German outbound for language study dipped in 2016

Short on time? Here are the highlights:

  • Total language travel bookings for German students are estimated to have declined by 2% in 2016
  • The junior segment now accounts for nearly six in ten outbound students
  • The UK remains the leading study destination by far, but its market share eroded somewhat in 2016, with demand shifting to other English-speaking host countries in Europe and to Malta in particular

An annual survey from the German agency association FDSV (Fachverband Deutscher Sprachreise-Veranstalter) has found that the number of Germans going abroad for language study declined slightly in 2016 with a nearly 2% decrease in bookings compared to the year before.

In a departure from previous surveys, this year’s poll focused exclusively on FDSV member-agencies, and gathered 24 responses from a membership base of 100 firms. As such, FDSV considers the results to be a meaningful reflection of overall trends in the German market, with the responding agencies directly accounting for just over a quarter of all outbound language travel. The association estimates total outbound at roughly 160,000 language students for the year.

English remains the primary area of demand for German students, and accounted for eight in ten language travel bookings (79.95%) in 2016. Spanish follows well behind at 9.86%, and then French and Italian (6.30% and 3.14% of bookings respectively). FDSV notes a modest drop in demand for English (a decline of less than 3%) and corresponding marginal growth in other leading languages-of-interest for German students.

Continuing a trend observed in earlier FDSV surveys, the German junior market remained the key segment again in 2016. Nearly six in ten outbound language students were juniors last year (58.25%). As the following table reflects, the adult segment, as a proportion of total outbound, has remained fairly stable over the past four years.

german-outbound-language-travel-by-age-segment
German outbound language travel by age segment, 2016. Source: FDSV

There are, however, some notable shifts within the junior segment for 2016. The 6-to-13-year-old cohort grew considerably over the last four years, from about 2% of bookings in 2013 to more than 17% in 2014. Language travel for those younger students dropped off in 2016 (11.54% as in the table above), but that decline was balanced by an increase in bookings within the 14-to-17-year group, which accounted for 46.71% of outbound language travel in 2016 as opposed to 41.63% in 2014.

An accompanying commentary from FDSV notes that, “More than ever, good language skills are an important prerequisite for professional qualifications and career planning…Parents are increasingly investing in the education and further education of their children, and they are able to offer young people their first international experience in the form of a language course.”

Where do they go?

As the following table illustrates, the UK remains, by a considerable margin, the leading destination for German language students. Nearly half of all outbound students – and almost two-thirds of junior students – chose a British provider in 2016.

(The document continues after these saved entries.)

use std::path::PathBuf;
use std::time::Duration;

use crossterm::event::{self, Event, KeyCode, KeyEvent, KeyEventKind, KeyModifiers};
use hsla_anim::AnimatedColor;
use hsla_config::Config;
use hsla_core::Hsla;
use ratatui::{
    DefaultTerminal, Frame,
    layout::{Alignment, Constraint, Layout},
    style::{Color, Style, Stylize},
    text::Line,
    widgets::{Block, Paragraph},
};

mod logging;

/// Degrees of hue rotation per arrow key press.
const HUE_KEY_STEP: f64 = 15.0;

/// Saturation/lightness change per key press.
const LEVEL_KEY_STEP: f64 = 0.05;

fn main() -> color_eyre::Result<()> {
    color_eyre::install()?;
    let _logging = logging::init();
    let config = Config::load()?;

    let terminal = ratatui::init();
    let result = App::new(config, hsla_config::config_path()).run(terminal);
    ratatui::restore();
    result
}

/// The preview application.
#[derive(Debug)]
pub struct App {
    /// Is the application running?
    running: bool,
    /// The color being previewed.
    color: AnimatedColor<Hsla>,
    /// Settings the preview was started with, written back on save.
    config: Config,
    /// Where `w` saves the config, if anywhere.
    config_path: Option<PathBuf>,
    /// Result of the last save, shown under the color.
    status: Option<String>,
}

impl App {
    /// Construct a new instance of [`App`] from the loaded config.
    pub fn new(config: Config, config_path: Option<PathBuf>) -> Self {
        let animation = config.animation.clone();
        let color = AnimatedColor::new(config.color, move |c| animation.step(c))
            .with_interval(config.animation.tick_interval());
        if config.animation.autostart {
            color.start();
        }
        Self {
            running: false,
            color,
            config,
            config_path,
            status: None,
        }
    }

    /// Run the application's main loop.
    pub fn run(mut self, mut terminal: DefaultTerminal) -> color_eyre::Result<()> {
        self.running = true;
        tracing::info!(
            color = %self.color.color(),
            interval = ?self.color.interval(),
            "preview started"
        );
        while self.running {
            terminal.draw(|frame| self.render(frame))?;
            self.handle_crossterm_events()?;
        }
        self.color.stop();
        Ok(())
    }

    /// Renders the user interface.
    fn render(&self, frame: &mut Frame) {
        let hsla = self.color.color();
        let rgba = hsla.to_rgba8();
        let area = frame.area();

        let rows = Layout::vertical([
            Constraint::Fill(1),   // Top padding
            Constraint::Length(7), // Swatch
            Constraint::Length(1), // Spacing
            Constraint::Length(1), // hsla()
            Constraint::Length(1), // Hex
            Constraint::Fill(1),   // Bottom padding
            Constraint::Length(1), // Help text
        ])
        .split(area);

        let columns = Layout::horizontal([
            Constraint::Fill(1),
            Constraint::Length(28),
            Constraint::Fill(1),
        ])
        .split(rows[1]);

        let swatch = Block::new().style(Style::new().bg(Color::from(rgba)));
        frame.render_widget(swatch, columns[1]);

        frame.render_widget(
            Paragraph::new(hsla.to_string()).alignment(Alignment::Center),
            rows[3],
        );

        let state = if self.color.is_running() {
            "running"
        } else {
            "paused"
        };
        let status = self.status.as_deref().unwrap_or_default();
        frame.render_widget(
            Paragraph::new(format!("{}  {state}  {status}", rgba.to_hex()))
                .dark_gray()
                .alignment(Alignment::Center),
            rows[4],
        );

        let help = Line::from(vec![
            "q".bold(),
            " quit  ".dark_gray(),
            "space".bold(),
            " start/stop  ".dark_gray(),
            "←/→".bold(),
            " hue  ".dark_gray(),
            "↑/↓".bold(),
            " lightness  ".dark_gray(),
            "s/d".bold(),
            " saturation  ".dark_gray(),
            "w".bold(),
            " save".dark_gray(),
        ])
        .centered();
        frame.render_widget(help, rows[6]);
    }

    /// Reads the crossterm events and updates the state of [`App`].
    fn handle_crossterm_events(&mut self) -> color_eyre::Result<()> {
        // Redraw at least once per tick so the animation stays smooth.
        if event::poll(Duration::from_millis(30))? {
            match event::read()? {
                Event::Key(key) if key.kind == KeyEventKind::Press => self.on_key_event(key),
                Event::Mouse(_) => {}
                Event::Resize(_, _) => {}
                _ => {}
            }
        }
        Ok(())
    }

    /// Handles the key events and updates the state of [`App`].
    fn on_key_event(&mut self, key: KeyEvent) {
        match (key.modifiers, key.code) {
            (_, KeyCode::Esc | KeyCode::Char('q'))
            | (KeyModifiers::CONTROL, KeyCode::Char('c') | KeyCode::Char('C')) => self.quit(),
            (_, KeyCode::Char(' ')) => self.toggle_animation(),
            (_, KeyCode::Left) => self.color.modify(|c| c.rotate_hue(-HUE_KEY_STEP)),
            (_, KeyCode::Right) => self.color.modify(|c| c.rotate_hue(HUE_KEY_STEP)),
            (_, KeyCode::Up) => self.color.modify(|c| c.lighten(LEVEL_KEY_STEP)),
            (_, KeyCode::Down) => self.color.modify(|c| c.lighten(-LEVEL_KEY_STEP)),
            (_, KeyCode::Char('s')) => self.color.modify(|c| c.saturate(-LEVEL_KEY_STEP)),
            (_, KeyCode::Char('d')) => self.color.modify(|c| c.saturate(LEVEL_KEY_STEP)),
            (_, KeyCode::Char('w')) => self.save_color(),
            _ => {}
        }
    }

    /// Start or stop the animation.
    fn toggle_animation(&mut self) {
        if self.color.is_running() {
            self.color.stop();
        } else {
            self.color.start();
        }
    }

    /// Save the current color as the starting color of the config.
    fn save_color(&mut self) {
        let Some(path) = self.config_path.as_deref() else {
            self.status = Some("no config directory".to_string());
            return;
        };
        self.config.color = self.color.color();
        self.status = Some(match self.config.save_to(path) {
            Ok(()) => "saved".to_string(),
            Err(e) => {
                tracing::error!(error = %e, "failed to save config");
                format!("save failed: {e}")
            }
        });
    }

    /// Set running to false to quit the application.
    fn quit(&mut self) {
        self.running = false;
    }
}
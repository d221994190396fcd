//! File logging; the terminal belongs to the UI.

use std::path::PathBuf;

use tracing_appender::non_blocking::WorkerGuard;
use tracing_subscriber::EnvFilter;
use tracing_subscriber::layer::SubscriberExt;
use tracing_subscriber::util::SubscriberInitExt;

/// Keeps the non-blocking writer flushing until dropped.
pub struct LoggingGuard {
    _guard: WorkerGuard,
}

/// Directory for log files: the platform data dir, else the temp dir.
fn log_dir() -> std::io::Result<PathBuf> {
    let dir = hsla_config::project_dirs()
        .map(|dirs| dirs.data_dir().join("logs"))
        .unwrap_or_else(|| std::env::temp_dir().join("hsla").join("logs"));
    std::fs::create_dir_all(&dir)?;
    Ok(dir)
}

/// Install the global subscriber. Returns `None` if logging is unavailable.
pub fn init() -> Option<LoggingGuard> {
    let log_dir = log_dir().ok()?;

    let file_appender = tracing_appender::rolling::daily(&log_dir, "hsla.log");
    let (non_blocking, guard) = tracing_appender::non_blocking(file_appender);

    let env_filter = EnvFilter::try_from_default_env()
        .unwrap_or_else(|_| EnvFilter::new("hsla=info,hsla_anim=info,hsla_config=info"));

    let subscriber = tracing_subscriber::registry().with(env_filter).with(
        tracing_subscriber::fmt::layer()
            .with_writer(non_blocking)
            .with_ansi(false)
            .with_target(true),
    );

    if subscriber.try_init().is_err() {
        return None;
    }

    tracing::info!(log_dir = %log_dir.display(), "tracing initialized");

    Some(LoggingGuard { _guard: guard })
}
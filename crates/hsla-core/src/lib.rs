//! HSLA colors and their conversion to and from RGBA.
//!
//! Any type implementing [`Color`] can be turned into an [`Hsla`] through
//! [`HslaModel`] or [`Hsla::from_color`], and every [`Hsla`] is itself a
//! [`Color`].

mod color;
mod hsla;
mod parse;

pub use color::{Color, HslaModel, Model, Rgba, expand, narrow};
pub use hsla::Hsla;
pub use parse::ParseHslaError;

top-destinations-for-german-language-travel
Top destinations for German language travel, 2016. Source: FDSV

The UK lost a few points of market share in 2016 with those students largely opting for alternate destinations such as Canada, Australia, and Malta. FDSV adds, “Despite the Brexit in 2016, the UK lost only 3.14 percentage points. As no direct negative impact is immediately felt for language tourists, and the English pound is weakening compared to the euro, the attractiveness of language travel to Great Britain is again increasing. In 2016, Ireland has not experienced a booking spurt as expected. Obviously, other English-speaking destinations were more attractive and Malta, for example, recorded a one-fifth increase.”

Length of study

In 2016, the average German student’s language travel trip lasted 14 days and cost €1,349 (only a 3% increase over the 2014 average without adjusting for inflation).

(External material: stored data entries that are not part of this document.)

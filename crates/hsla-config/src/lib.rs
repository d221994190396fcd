//! Configuration for the hsla preview.
//!
//! Settings are stored as TOML in the platform config directory. Every field
//! has a default, so a missing file or a partial file is fine.

use std::fmt;
use std::path::{Path, PathBuf};
use std::time::Duration;

use directories::ProjectDirs;
use hsla_core::Hsla;
use serde::{Deserialize, Serialize};

/// Name of the config file inside the config directory.
pub const CONFIG_FILE: &str = "config.toml";

/// Errors raised while reading or writing the config file.
#[derive(Debug)]
pub enum ConfigError {
    Io(std::io::Error),
    Parse(toml::de::Error),
    Serialize(toml::ser::Error),
}

impl fmt::Display for ConfigError {
    fn fmt(&self, f: &mut fmt::Formatter<'_>) -> fmt::Result {
        match self {
            ConfigError::Io(e) => write!(f, "config I/O error: {e}"),
            ConfigError::Parse(e) => write!(f, "invalid config: {e}"),
            ConfigError::Serialize(e) => write!(f, "could not serialize config: {e}"),
        }
    }
}

impl std::error::Error for ConfigError {
    fn source(&self) -> Option<&(dyn std::error::Error + 'static)> {
        match self {
            ConfigError::Io(e) => Some(e),
            ConfigError::Parse(e) => Some(e),
            ConfigError::Serialize(e) => Some(e),
        }
    }
}

impl From<std::io::Error> for ConfigError {
    fn from(e: std::io::Error) -> Self {
        ConfigError::Io(e)
    }
}

impl From<toml::de::Error> for ConfigError {
    fn from(e: toml::de::Error) -> Self {
        ConfigError::Parse(e)
    }
}

impl From<toml::ser::Error> for ConfigError {
    fn from(e: toml::ser::Error) -> Self {
        ConfigError::Serialize(e)
    }
}

/// Animation settings.
#[derive(Debug, Clone, PartialEq, Serialize, Deserialize)]
#[serde(default)]
pub struct AnimationConfig {
    /// Milliseconds between two updates.
    pub tick_interval_ms: u64,
    /// Degrees added to the hue on every tick.
    pub hue_step: f64,
    /// Added to saturation on every tick.
    pub saturation_step: f64,
    /// Added to lightness on every tick.
    pub lightness_step: f64,
    /// Start animating as soon as the preview opens.
    pub autostart: bool,
}

impl Default for AnimationConfig {
    fn default() -> Self {
        Self {
            tick_interval_ms: 60,
            hue_step: 3.0,
            saturation_step: 0.0,
            lightness_step: 0.0,
            autostart: true,
        }
    }
}

impl AnimationConfig {
    /// The tick interval as a [`Duration`].
    pub fn tick_interval(&self) -> Duration {
        Duration::from_millis(self.tick_interval_ms)
    }

    /// Apply one tick worth of change to `color`.
    pub fn step(&self, color: Hsla) -> Hsla {
        color
            .rotate_hue(self.hue_step)
            .saturate(self.saturation_step)
            .lighten(self.lightness_step)
    }
}

/// Top-level configuration.
#[derive(Debug, Clone, PartialEq, Serialize, Deserialize)]
#[serde(default)]
pub struct Config {
    /// Color shown when the preview starts.
    pub color: Hsla,
    pub animation: AnimationConfig,
}

impl Default for Config {
    fn default() -> Self {
        Self {
            color: Hsla::opaque(0.0, 1.0, 0.5),
            animation: AnimationConfig::default(),
        }
    }
}

/// Project directories for the application.
pub fn project_dirs() -> Option<ProjectDirs> {
    ProjectDirs::from("com", "hsla", "hsla")
}

/// Default location of the config file, if the platform has one.
pub fn config_path() -> Option<PathBuf> {
    project_dirs().map(|dirs| dirs.config_dir().join(CONFIG_FILE))
}

impl Config {
    /// Load from the default location, falling back to defaults when the
    /// platform has no config directory or the file does not exist.
    pub fn load() -> Result<Self, ConfigError> {
        match config_path() {
            Some(path) => Self::load_from(&path),
            None => {
                tracing::warn!("no config directory available, using defaults");
                Ok(Self::default())
            }
        }
    }

    /// Load from `path`. A missing file yields the defaults.
    pub fn load_from(path: &Path) -> Result<Self, ConfigError> {
        let contents = match std::fs::read_to_string(path) {
            Ok(contents) => contents,
            Err(e) if e.kind() == std::io::ErrorKind::NotFound => {
                tracing::debug!(path = %path.display(), "config file not found, using defaults");
                return Ok(Self::default());
            }
            Err(e) => return Err(e.into()),
        };
        let config = toml::from_str(&contents)?;
        tracing::info!(path = %path.display(), "config loaded");
        Ok(config)
    }

    /// Write to `path`, creating parent directories as needed.
    pub fn save_to(&self, path: &Path) -> Result<(), ConfigError> {
        if let Some(parent) = path.parent() {
            std::fs::create_dir_all(parent)?;
        }
        std::fs::write(path, toml::to_string_pretty(self)?)?;
        tracing::info!(path = %path.display(), "config saved");
        Ok(())
    }
}

#[cfg(test)]
mod tests {
    use super::*;

    #[test]
    fn test_defaults() {
        let config = Config::default();
        assert_eq!(config.animation.tick_interval(), Duration::from_millis(60));
        assert_eq!(config.color, Hsla::opaque(0.0, 1.0, 0.5));
        assert!(config.animation.autostart);
    }

    #[test]
    fn test_missing_file_yields_defaults() {
        let dir = tempfile::tempdir().unwrap();
        let config = Config::load_from(&dir.path().join("nope.toml")).unwrap();
        assert_eq!(config, Config::default());
    }

    #[test]
    fn test_partial_file() {
        let config: Config = toml::from_str(
            r#"
            color = "hsla(200, 50%, 40%, 1)"

            [animation]
            hue_step = -2.5
            "#,
        )
        .unwrap();
        assert_eq!(config.color, Hsla::opaque(200.0, 0.5, 0.4));
        assert_eq!(config.animation.hue_step, -2.5);
        assert_eq!(config.animation.tick_interval_ms, 60);
        assert!(config.animation.autostart);
    }

    #[test]
    fn test_invalid_file() {
        let dir = tempfile::tempdir().unwrap();
        let path = dir.path().join(CONFIG_FILE);
        std::fs::write(&path, "color = \"blue\"").unwrap();
        assert!(matches!(
            Config::load_from(&path),
            Err(ConfigError::Parse(_))
        ));
    }

    #[test]
    fn test_save_and_load() {
        let dir = tempfile::tempdir().unwrap();
        let path = dir.path().join("nested").join(CONFIG_FILE);
        let config = Config {
            color: Hsla::new(120.0, 0.5, 0.25, 1.0),
            animation: AnimationConfig {
                tick_interval_ms: 30,
                hue_step: 10.0,
                autostart: false,
                ..Default::default()
            },
        };
        config.save_to(&path).unwrap();
        assert_eq!(Config::load_from(&path).unwrap(), config);
    }

    #[test]
    fn test_saved_color_reloads_exactly() {
        let dir = tempfile::tempdir().unwrap();
        let path = dir.path().join(CONFIG_FILE);
        // 0.7904 prints as 79.03999999999999%, which a neighbouring value shares.
        let config = Config {
            color: Hsla::new(123.456789, 0.7904, 0.49543508709194095, 0.3),
            ..Default::default()
        };
        config.save_to(&path).unwrap();
        assert_eq!(Config::load_from(&path).unwrap().color, config.color);
    }

    #[test]
    fn test_step() {
        let animation = AnimationConfig {
            hue_step: 90.0,
            saturation_step: -0.5,
            lightness_step: 0.25,
            ..Default::default()
        };
        let next = animation.step(Hsla::opaque(300.0, 1.0, 0.5));
        assert_eq!(next, Hsla::opaque(30.0, 0.5, 0.75));
    }
}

The 2016 results also describe a broad pattern where shorter bookings for younger students are highly concentrated within close-to-home English-speaking destinations in Europe: the UK, Ireland, and Malta. Bookings in “long haul” destinations such as Australia, Canada, and the US tend to be longer and for older students.

“Due to the tense security situation around the world, we are also expecting an increase in short-term bookings for 2017,” says FDSV. “This will surely also benefit language camp offers for pupils in Germany. These offers are not only for younger participants or for short stays a good alternative to classical language travel abroad, but also offer an interesting price / performance ratio. In addition, the safety aspect, the uncomplicated arrival and the proximity to the hometown for parents are an important selection criterion.”